• [WHAT THE TASK REQUIRES] Nothing but an exact copy is wanted: the line with "Ephemeral port allocation." and each line after it in the data below, last line included.

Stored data
******

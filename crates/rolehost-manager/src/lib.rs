// Copyright (C) 2025 SyncMyOrders Sp. z o.o.
// SPDX-License-Identifier: AGPL-3.0-or-later
//! rolehost Manager - Instance Lifecycle Control Plane
//!
//! This crate manages named instances that each play one cluster role:
//! `Controller`, `Broker` or `Server`. Clients list running instances,
//! inspect or stop one, and start new ones. In auto mode a partial (or
//! missing) configuration is completed with a reachable host, fresh ports
//! and derived directories before the instance boots.
//!
//! # Architecture
//!
//! ```text
//!   HTTP client
//!        │
//!        ▼
//! ┌──────────────────────────────────────────────────────────────┐
//! │                  rolehost-manager (This Crate)               │
//! │                                                              │
//! │  server ──► handlers ──► Role::resolve                       │
//! │                │                                             │
//! │                ├──► CompletionContext ──► HostResolver       │
//! │                │                     └──► PortAllocator      │
//! │                ├──► Starter (process / mock)                 │
//! │                └──► InstanceRegistry                         │
//! └──────────────────────────────────────────────────────────────┘
//! ```
//!
//! # HTTP API
//!
//! | Operation | Request | Errors |
//! |-----------|---------|--------|
//! | List instances | `GET /instances` | - |
//! | Get instance | `GET /instances/{id}` | 404 unknown instance |
//! | Stop instance | `DELETE /instances/{id}` | 404 unknown, 500 stop failed |
//! | Start instance | `POST /instances/{role}?autoMode=true` | 400 bad body, 404 unknown role, 500 start failed |
//! | Health | `GET /health` | - |
//!
//! # Configuration
//!
//! Configuration is loaded from environment variables:
//!
//! | Variable | Default | Description |
//! |----------|---------|-------------|
//! | `ROLEHOST_HTTP_PORT` | `8080` | HTTP server port |
//! | `ROLEHOST_TMP_DIR` | OS temp dir | Root of derived directories |
//! | `ROLEHOST_CONTROLLER_METRICS_PREFIX` | `pinot.controller` | Controller metrics prefix |
//! | `ROLEHOST_BROKER_METRICS_PREFIX` | `pinot.broker.` | Broker metrics prefix |
//! | `ROLEHOST_SERVER_METRICS_PREFIX` | `pinot.server.` | Server metrics prefix |
//! | `ROLEHOST_PORT_ATTEMPTS` | `16` | Bind attempts per port allocation |
//! | `ROLEHOST_<ROLE>_COMMAND` | - | Command line booting a role |

#![deny(missing_docs)]

/// Server configuration loaded from environment variables.
pub mod config;

/// Configuration auto-completion.
pub mod completion;

/// Error types for manager operations.
pub mod error;

/// Control API request handlers.
pub mod handlers;

/// Local host address discovery.
pub mod host;

/// Ephemeral port allocation.
pub mod port;

/// Registry of running instances.
pub mod registry;

/// Cluster roles.
pub mod role;

/// Embeddable runtime.
pub mod runtime;

/// HTTP server for the control API.
pub mod server;

/// Instance boot backends (process, mock).
pub mod starter;

pub use config::Config;
pub use error::Error;
pub use role::Role;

******

• [TASK RESPONSE]
/// Ephemeral port allocation.
pub mod port;

/// Registry of running instances.
pub mod registry;

/// Cluster roles.
pub mod role;

/// Embeddable runtime.
pub mod runtime;

/// HTTP server for the control API.
pub mod server;

/// Instance boot backends (process, mock).
pub mod starter;

pub use config::Config;
pub use error::Error;
pub use role::Role;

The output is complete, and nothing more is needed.